No dia em que escrevo, a sexta-feira, 4 de agosto, desde cedo não param de chegar emails de amigos do Brasil inteiro, todos com a mesma triste notícia: morreu em Salvador o cineclubista Luiz Orlando da Silva.
Não procurem nos jornais: ele não era um cara famoso. Orlando, como sempre o chamei, era uma formiguinha incansável da luta cineclubista, viajando a Bahia inteira, exibindo e debatendo filmes, fundando cineclubes, organizando encontros e festivais, carregando o imenso piano invisível onde os cineastas executam seus concertos.
Conheci-o em 1973, quando comecei a freqüentar, juntamente com José Umbelino e Romero Azevedo, a Jornada de Curta-Metragem organizada por Guido Araújo em Salvador. Orlando era o braço direito de Guido lá no Clube de Cinema da Bahia. Era um neguinho franzino, de cabelo curto, óculos de grau numa armação prateada, puxando um pouco da perna, mas sempre em movimento, sempre incansável, sempre com uma pilha de livros, revistas e jornais embaixo do braço.
No Instituto Goethe, onde funcionava o Clube, era o faz-tudo. Era ele quem ia ao aeroporto, tanto para pegar as latas de filme quanto para recepcionar os convidados da Jornada. Ia à Censura Federal levar a programação, resolvia os pepinos nos hotéis, levava o material para a imprensa (não havia fax ou email).
Quando fui morar em Salvador e trabalhei no Clube, depois de 1977, nos revezávamos na sala de projeção, na bilheteria, na burocracia, na organização dos intermináveis debates (cineclubista adora debater).

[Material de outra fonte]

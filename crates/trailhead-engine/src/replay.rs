//! Recorded position tracks.
//!
//! A track is a list of [`PositionSample`]s, stored either as a JSON array
//! or as JSON lines. [`ReplayWatch`] plays a track back as a platform
//! position watch, preserving the gaps between sample timestamps (scaled
//! by a speed factor). [`walk_pointer`] drives a [`SimulatedPointer`]
//! along the same path instead, for simulate mode.

use std::path::Path;
use std::time::Duration;

use tokio::runtime::Handle;
use tokio::task::JoinHandle;
use tracing::{debug, info};
use trailhead_geo::{LocationError, PositionWatch, SampleSink, SimulatedPointer};
use trailhead_types::PositionSample;

use crate::error::EngineError;

/// Longest pause honored between two samples; longer recording gaps are
/// shortened to this.
pub const MAX_REPLAY_GAP: Duration = Duration::from_secs(60);

/// Read a track file.
pub fn load_track(path: &Path) -> Result<Vec<PositionSample>, EngineError> {
    let raw = std::fs::read_to_string(path).map_err(|e| EngineError::Track {
        path: path.to_path_buf(),
        message: format!("failed to read: {e}"),
    })?;
    let samples = parse_track(&raw).map_err(|message| EngineError::Track {
        path: path.to_path_buf(),
        message,
    })?;
    info!(path = %path.display(), samples = samples.len(), "track loaded");
    Ok(samples)
}

/// Parse a JSON array of samples, or one sample per line. Blank lines are
/// ignored.
pub fn parse_track(raw: &str) -> Result<Vec<PositionSample>, String> {
    if raw.trim_start().starts_with('[') {
        return serde_json::from_str(raw).map_err(|e| format!("invalid track JSON: {e}"));
    }
    raw.lines()
        .enumerate()
        .filter(|(_, line)| !line.trim().is_empty())
        .map(|(n, line)| {
            serde_json::from_str(line)
                .map_err(|e| format!("line {}: {e}", n.saturating_add(1)))
        })
        .collect()
}

/// Real-time delay between two recorded timestamps at `speed`.
fn replay_delay(from_ms: i64, to_ms: i64, speed: f64) -> Duration {
    let gap = u64::try_from(to_ms.saturating_sub(from_ms)).unwrap_or(0);
    let gap = Duration::from_millis(gap).min(MAX_REPLAY_GAP);
    if speed.is_finite() && speed >= 0.01 {
        gap.div_f64(speed)
    } else {
        gap
    }
}

/// Replays a recorded track as if it came from the platform.
///
/// The track ends by dropping the sink, so the sampler finishes on its own
/// after the last sample.
#[derive(Debug)]
pub struct ReplayWatch {
    samples: Vec<PositionSample>,
    speed: f64,
    task: Option<JoinHandle<()>>,
}

impl ReplayWatch {
    /// Replay `samples` at `speed` times real time.
    pub const fn new(samples: Vec<PositionSample>, speed: f64) -> Self {
        Self {
            samples,
            speed,
            task: None,
        }
    }
}

impl PositionWatch for ReplayWatch {
    fn name(&self) -> &'static str {
        "replay"
    }

    fn start(&mut self, sink: SampleSink) -> Result<(), LocationError> {
        if self.task.as_ref().is_some_and(|t| !t.is_finished()) {
            return Err(LocationError::AlreadyStarted);
        }
        let handle = Handle::try_current()
            .map_err(|e| LocationError::Unavailable(format!("no runtime for replay: {e}")))?;

        let samples = self.samples.clone();
        let speed = self.speed;
        self.task = Some(handle.spawn(async move {
            let mut previous: Option<i64> = None;
            for sample in samples {
                if let Some(prev) = previous {
                    tokio::time::sleep(replay_delay(prev, sample.timestamp_ms, speed)).await;
                }
                previous = Some(sample.timestamp_ms);
                if !sink.push(sample) {
                    debug!("replay sink closed early");
                    return;
                }
            }
            debug!("replay track exhausted");
        }));
        Ok(())
    }

    fn stop(&mut self) {
        if let Some(task) = self.task.take() {
            task.abort();
        }
    }
}

/// Move `pointer` along `samples` with the recorded timing. Returns the
/// number of moves the pointer accepted.
pub fn walk_pointer(
    pointer: SimulatedPointer,
    samples: Vec<PositionSample>,
    speed: f64,
) -> JoinHandle<usize> {
    tokio::spawn(async move {
        let mut accepted: usize = 0;
        let mut previous: Option<i64> = None;
        for sample in samples {
            if let Some(prev) = previous {
                tokio::time::sleep(replay_delay(prev, sample.timestamp_ms, speed)).await;
            }
            previous = Some(sample.timestamp_ms);
            if !pointer.move_to(sample.lat, sample.lng) {
                debug!("simulated pointer stopped; walk ends");
                break;
            }
            accepted = accepted.saturating_add(1);
        }
        accepted
    })
}

#[cfg(test)]
#[allow(clippy::unwrap_used, clippy::expect_used)]
mod tests {
    use trailhead_events::EventChannel;
    use trailhead_geo::GeoSampler;
    use trailhead_types::{EngineEvent, EventKind};

    use super::*;

    #[test]
    fn parses_array_and_lines() {
        let array = r#"[{"lat":1,"lng":2,"accuracyMeters":4,"timestampMs":0},
                        {"lat":1.1,"lng":2.1,"timestampMs":1000}]"#;
        assert_eq!(parse_track(array).unwrap().len(), 2);

        let lines = "{\"lat\":1,\"lng\":2,\"timestampMs\":0}\n\n{\"lat\":3,\"lng\":4,\"timestampMs\":5}\n";
        let track = parse_track(lines).unwrap();
        assert_eq!(track.len(), 2);
        assert_eq!(track.last().map(|s| s.timestamp_ms), Some(5));

        let err = parse_track("{\"lat\":1,\"lng\":2,\"timestampMs\":0}\nnot json").unwrap_err();
        assert!(err.starts_with("line 2"), "{err}");
    }

    #[test]
    fn delays_scale_and_clamp() {
        assert_eq!(replay_delay(0, 1_000, 1.0), Duration::from_secs(1));
        assert_eq!(replay_delay(0, 1_000, 4.0), Duration::from_millis(250));
        assert_eq!(replay_delay(1_000, 0, 1.0), Duration::ZERO);
        assert_eq!(replay_delay(0, 10_000_000, 1.0), MAX_REPLAY_GAP);
        assert_eq!(replay_delay(0, 1_000, 0.0), Duration::from_secs(1));
    }

    #[tokio::test(start_paused = true)]
    async fn replay_publishes_track_then_finishes() {
        let channel = EventChannel::new();
        let (tx, mut rx) = tokio::sync::mpsc::unbounded_channel();
        let _sub = channel.on(EventKind::Position, move |e| {
            if let EngineEvent::Position(s) = e {
                let _ = tx.send(s.timestamp_ms);
            }
        });

        let track = vec![
            PositionSample::new(1.0, 1.0, 5.0, 0),
            PositionSample::new(1.0, 1.0, 5.0, 2_000),
            PositionSample::new(1.0, 1.0, 5.0, 3_000),
        ];
        let started = tokio::time::Instant::now();
        let mut guard = GeoSampler::start(Box::new(ReplayWatch::new(track, 1.0)), &channel);
        guard.finished().await;

        assert!(started.elapsed() >= Duration::from_secs(3));
        let mut seen = Vec::new();
        while let Ok(ts) = rx.try_recv() {
            seen.push(ts);
        }
        assert_eq!(seen, vec![0, 2_000, 3_000]);
    }

    #[tokio::test(start_paused = true)]
    async fn pointer_walk_stops_with_pointer() {
        let pointer = SimulatedPointer::new();
        let walk = walk_pointer(
            pointer.clone(),
            vec![PositionSample::new(1.0, 1.0, 5.0, 0)],
            1.0,
        );
        // Not running: the first move is refused.
        assert_eq!(walk.await.expect("walk task"), 0);
    }
}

Orlando tinha sempre uma referência obscura a respeito de qualquer assunto. Era uma edição espanhola dum livro de Eisenstein, um artigo sobre Glauber saído na Itália, uma crítica do filme mais recente de Wim Wenders.

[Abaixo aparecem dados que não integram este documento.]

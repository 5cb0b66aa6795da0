//! Enumerable (fan-out) executor
//!
//! Replays an ordered batch of step-sequences, each to completion, before
//! the outer sequence resumes.

use std::collections::VecDeque;

use super::executor::{EnumeratorExecutor, Executor, TestBodyError};
use super::unit::{Coroutine, YieldUnit};

pub struct EnumerableExecutor {
    queue: VecDeque<EnumeratorExecutor>,
    suspension_index: usize,
}

impl EnumerableExecutor {
    pub fn new(routines: Vec<Box<dyn Coroutine>>) -> Self {
        Self {
            queue: routines.into_iter().map(EnumeratorExecutor::new).collect(),
            suspension_index: 0,
        }
    }

    /// Sequences still waiting to finish, including the active one
    pub fn remaining(&self) -> usize {
        self.queue.len()
    }
}

impl Executor for EnumerableExecutor {
    fn advance(&mut self) -> Result<Option<YieldUnit>, TestBodyError> {
        let Some(head) = self.queue.front_mut() else {
            return Ok(None);
        };

        let unit = match head.advance() {
            Ok(unit) => unit,
            Err(error) => {
                // Remaining members never run once one has failed
                self.queue.clear();
                return Err(error);
            }
        };
        if !head.is_not_completed() {
            self.queue.pop_front();
        }
        if unit.is_some() {
            self.suspension_index += 1;
        }
        Ok(unit)
    }

    fn is_not_completed(&self) -> bool {
        !self.queue.is_empty()
    }

    fn suspension_index(&self) -> usize {
        self.suspension_index
    }
}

Generoso, solidário, conhecia todo mundo em Salvador, sabia a cidade de cor. Qualquer problema, eu me socorria dele, que dizia: “Deixa comigo, eu conheço um cara em Brotas (ou na Barroquinha, ou no Garcia...) que quebra esse galho rapidinho...” Era nosso anjo da guarda.
Vi-o pela última vez há poucos anos, quando fui dar uma palestra no Instituto Goethe e ele foi me buscar no aeroporto. Demos um abraço apertado e eu falei: “Tá vendo como é a vida, Orlando, agora eu sou um senhor grisalho, e o cabeludo é você...” Ele estava usando umas tranças rastafari que lhe caíam nos ombros, e morreu de rir. Somente agora, nos obituários, fiquei sabendo que era cinco anos mais velho que eu.
Nas belas cenas iniciais de Os Sonhadores, Bertolucci e o roteirista Gilbert Adair dizem que os verdadeiros cinéfilos gostam de ver os filmes lá na fila da frente, para receberem as imagens antes do resto da platéia, antes que as elas cruzem todas as filas e, voltando a ser do tamanho de um selo postal, voltem para dentro do projetor. Eu sou assim. Orlando também. Ele não agüentou esperar e foi ocupar seu lugar reservado na Cinemateca Universal, foi ver os filmes do futuro, no lugar onde esses filmes estão sendo feitos.